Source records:
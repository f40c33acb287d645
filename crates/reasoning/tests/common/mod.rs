//! Deterministic stand-ins for the hosted services.
#![allow(dead_code)]

use async_trait::async_trait;
use std::sync::atomic::{AtomicUsize, Ordering};
use std::sync::Arc;
use std::time::Duration;

use reasoning::embedding::{EmbeddingClient, EmbeddingService};
use reasoning::error::{Result, ServiceError};
use reasoning::generation::{CompletionRequest, CompletionService, GenerationClient};
use reasoning::model::{Provenance, ReasoningChain, Record};
use reasoning::pipeline::{Pipeline, PipelineSettings};
use reasoning::prompt::PromptBuilder;
use reasoning::retriever::Retriever;
use reasoning::retry::{Backoff, RetryPolicy};
use reasoning::store::{MemoryStore, VectorStore};

pub const QUESTION: &str = "How does chronic stress affect hippocampal neurogenesis?";

const VOCABULARY: &[&str] = &[
  "stress",
  "neurogenesis",
  "hippocampal",
  "chronic",
  "dopamine",
  "reward",
  "sleep",
  "visual",
  "cortex",
  "memory",
];

/// Bag-of-words embedding over a small vocabulary.
pub fn keyword_vector(text: &str) -> Vec<f32> {
  let mut vector = vec![0.0; VOCABULARY.len()];
  for word in text.split(|c: char| !c.is_alphanumeric()) {
    let word = word.to_lowercase();
    if let Some(position) = VOCABULARY.iter().position(|known| *known == word) {
      vector[position] += 1.0;
    }
  }
  vector
}

#[derive(Default)]
pub struct KeywordEmbedder {
  pub calls: AtomicUsize,
}

#[async_trait]
impl EmbeddingService for KeywordEmbedder {
  async fn embed(&self, text: &str) -> Result<Vec<f32>> {
    self.calls.fetch_add(1, Ordering::SeqCst);
    Ok(keyword_vector(text))
  }
}

pub enum Script {
  Reply(String),
  Fail(ServiceError),
  Hang,
}

/// Completion backend that does the same thing on every call and counts calls.
pub struct ScriptedCompletion {
  script: Script,
  pub calls: AtomicUsize,
}

impl ScriptedCompletion {
  pub fn new(script: Script) -> Arc<Self> {
    Arc::new(Self { script, calls: AtomicUsize::new(0) })
  }

  pub fn calls(&self) -> usize {
    self.calls.load(Ordering::SeqCst)
  }
}

#[async_trait]
impl CompletionService for ScriptedCompletion {
  async fn complete(&self, _request: &CompletionRequest) -> Result<String> {
    self.calls.fetch_add(1, Ordering::SeqCst);
    match &self.script {
      Script::Reply(text) => Ok(text.clone()),
      Script::Fail(error) => Err(error.clone()),
      Script::Hang => std::future::pending().await,
    }
  }
}

pub fn chain_reply() -> String {
  serde_json::json!({
    "problem_decomposition": "Chronic stress elevates glucocorticoids, which may suppress progenitor proliferation in the dentate gyrus.",
    "data": "Adult male mice, hippocampal sections, serum corticosterone.",
    "method": "Chronic unpredictable stress for 28 days, BrdU pulse labelling and DCX immunostaining.",
    "conclusion": "Stressed animals should show fewer newborn neurons, linking stress to impaired neurogenesis."
  })
  .to_string()
}

pub fn record(id: &str, title: &str, problem: &str) -> Record {
  Record {
    id: id.to_string(),
    summary_text: Record::summary_for(title, problem),
    full_payload: ReasoningChain {
      problem_decomposition: problem.to_string(),
      data: format!("Data for {title}"),
      method: format!("Methods for {title}"),
      conclusion: format!("Conclusion for {title}"),
    },
    provenance: Provenance {
      title: title.to_string(),
      year: Some(2010),
      citation_count: 25,
      ..Provenance::default()
    },
  }
}

/// Six stress/neurogenesis studies and three unrelated ones.
pub async fn neuroscience_store() -> MemoryStore {
  let mut records = Vec::new();
  for i in 1..=6 {
    records.push(record(
      &format!("stress-{i}"),
      &format!("Chronic stress and hippocampal neurogenesis, cohort {i}"),
      "Does chronic stress suppress adult neurogenesis in the hippocampus?",
    ));
  }
  records.push(record("reward", "Dopamine and reward prediction", "How does dopamine encode reward?"));
  records.push(record("sleep", "Sleep and memory consolidation", "Does sleep consolidate memory?"));
  records.push(record("vision", "Visual cortex plasticity", "How plastic is the visual cortex?"));

  let mut store = MemoryStore::new();
  for record in records {
    store.upsert(keyword_vector(&record.summary_text), record).await.unwrap();
  }
  store
}

pub fn retry_policy(max_attempts: u32) -> RetryPolicy {
  RetryPolicy::new(
    max_attempts,
    Duration::from_secs(60),
    Backoff::new(Duration::from_secs(1), Duration::from_secs(30)),
  )
}

pub async fn pipeline(completion: Arc<ScriptedCompletion>, max_attempts: u32) -> Pipeline {
  let store: Arc<dyn VectorStore> = Arc::new(neuroscience_store().await);
  pipeline_over(store, completion, max_attempts)
}

pub fn pipeline_over(
  store: Arc<dyn VectorStore>,
  completion: Arc<ScriptedCompletion>,
  max_attempts: u32,
) -> Pipeline {
  let embedder =
    EmbeddingClient::new(Arc::new(KeywordEmbedder::default()), retry_policy(max_attempts));

  Pipeline::new(
    Retriever::new(Arc::new(embedder), store),
    PromptBuilder::default(),
    GenerationClient::new(completion, retry_policy(max_attempts), 3000),
    PipelineSettings { default_top_k: 5, model: "qwen3-max".to_string(), temperature: 0.7 },
  )
}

Work instructions: The answer should be an exact copy of the data.

Task solution:
repository f40c33acb287d645
filename crates/reasoning/tests/common/mod.rs
//! Deterministic stand-ins for the hosted services.
#![allow(dead_code)]

use async_trait::async_trait;
use std::sync::atomic::{AtomicUsize, Ordering};
use std::sync::Arc;
use std::time::Duration;

use reasoning::embedding::{EmbeddingClient, EmbeddingService};
use reasoning::error::{Result, ServiceError};
use reasoning::generation::{CompletionRequest, CompletionService, GenerationClient};
use reasoning::model::{Provenance, ReasoningChain, Record};
use reasoning::pipeline::{Pipeline, PipelineSettings};
use reasoning::prompt::PromptBuilder;
use reasoning::retriever::Retriever;
use reasoning::retry::{Backoff, RetryPolicy};
use reasoning::store::{MemoryStore, VectorStore};

pub const QUESTION: &str = "How does chronic stress affect hippocampal neurogenesis?";

const VOCABULARY: &[&str] = &[
  "stress",
  "neurogenesis",
  "hippocampal",
  "chronic",
  "dopamine",
  "reward",
  "sleep",
  "visual",
  "cortex",
  "memory",
];

/// Bag-of-words embedding over a small vocabulary.
pub fn keyword_vector(text: &str) -> Vec<f32> {
  let mut vector = vec![0.0; VOCABULARY.len()];
  for word in text.split(|c: char| !c.is_alphanumeric()) {
    let word = word.to_lowercase();
    if let Some(position) = VOCABULARY.iter().position(|known| *known == word) {
      vector[position] += 1.0;
    }
  }
  vector
}

#[derive(Default)]
pub struct KeywordEmbedder {
  pub calls: AtomicUsize,
}

#[async_trait]
impl EmbeddingService for KeywordEmbedder {
  async fn embed(&self, text: &str) -> Result<Vec<f32>> {
    self.calls.fetch_add(1, Ordering::SeqCst);
    Ok(keyword_vector(text))
  }
}

pub enum Script {
  Reply(String),
  Fail(ServiceError),
  Hang,
}

/// Completion backend that does the same thing on every call and counts calls.
pub struct ScriptedCompletion {
  script: Script,
  pub calls: AtomicUsize,
}

impl ScriptedCompletion {
  pub fn new(script: Script) -> Arc<Self> {
    Arc::new(Self { script, calls: AtomicUsize::new(0) })
  }

  pub fn calls(&self) -> usize {
    self.calls.load(Ordering::SeqCst)
  }
}

#[async_trait]
impl CompletionService for ScriptedCompletion {
  async fn complete(&self, _request: &CompletionRequest) -> Result<String> {
    self.calls.fetch_add(1, Ordering::SeqCst);
    match &self.script {
      Script::Reply(text) => Ok(text.clone()),
      Script::Fail(error) => Err(error.clone()),
      Script::Hang => std::future::pending().await,
    }
  }
}

pub fn chain_reply() -> String {
  serde_json::json!({
    "problem_decomposition": "Chronic stress elevates glucocorticoids, which may suppress progenitor proliferation in the dentate gyrus.",
    "data": "Adult male mice, hippocampal sections, serum corticosterone.",
    "method": "Chronic unpredictable stress for 28 days, BrdU pulse labelling and DCX immunostaining.",
    "conclusion": "Stressed animals should show fewer newborn neurons, linking stress to impaired neurogenesis."
  })
  .to_string()
}

pub fn record(id: &str, title: &str, problem: &str) -> Record {
  Record {
    id: id.to_string(),
    summary_text: Record::summary_for(title, problem),
    full_payload: ReasoningChain {
      problem_decomposition: problem.to_string(),
      data: format!("Data for {title}"),
      method: format!("Methods for {title}"),
      conclusion: format!("Conclusion for {title}"),
    },
    provenance: Provenance {
      title: title.to_string(),
      year: Some(2010),
      citation_count: 25,
      ..Provenance::default()
    },
  }
}

/// Six stress/neurogenesis studies and three unrelated ones.
pub async fn neuroscience_store() -> MemoryStore {
  let mut records = Vec::new();
  for i in 1..=6 {
    records.push(record(
      &format!("stress-{i}"),
      &format!("Chronic stress and hippocampal neurogenesis, cohort {i}"),
      "Does chronic stress suppress adult neurogenesis in the hippocampus?",
    ));
  }
  records.push(record("reward", "Dopamine and reward prediction", "How does dopamine encode reward?"));
  records.push(record("sleep", "Sleep and memory consolidation", "Does sleep consolidate memory?"));
  records.push(record("vision", "Visual cortex plasticity", "How plastic is the visual cortex?"));

  let mut store = MemoryStore::new();
  for record in records {
    store.upsert(keyword_vector(&record.summary_text), record).await.unwrap();
  }
  store
}

pub fn retry_policy(max_attempts: u32) -> RetryPolicy {
  RetryPolicy::new(
    max_attempts,
    Duration::from_secs(60),
    Backoff::new(Duration::from_secs(1), Duration::from_secs(30)),
  )
}

pub async fn pipeline(completion: Arc<ScriptedCompletion>, max_attempts: u32) -> Pipeline {
  let store: Arc<dyn VectorStore> = Arc::new(neuroscience_store().await);
  pipeline_over(store, completion, max_attempts)
}

pub fn pipeline_over(
  store: Arc<dyn VectorStore>,
  completion: Arc<ScriptedCompletion>,
  max_attempts: u32,
) -> Pipeline {
  let embedder =
    EmbeddingClient::new(Arc::new(KeywordEmbedder::default()), retry_policy(max_attempts));

  Pipeline::new(
    Retriever::new(Arc::new(embedder), store),
    PromptBuilder::default(),
    GenerationClient::new(completion, retry_policy(max_attempts), 3000),
    PipelineSettings { default_top_k: 5, model: "qwen3-max".to_string(), temperature: 0.7 },
  )
}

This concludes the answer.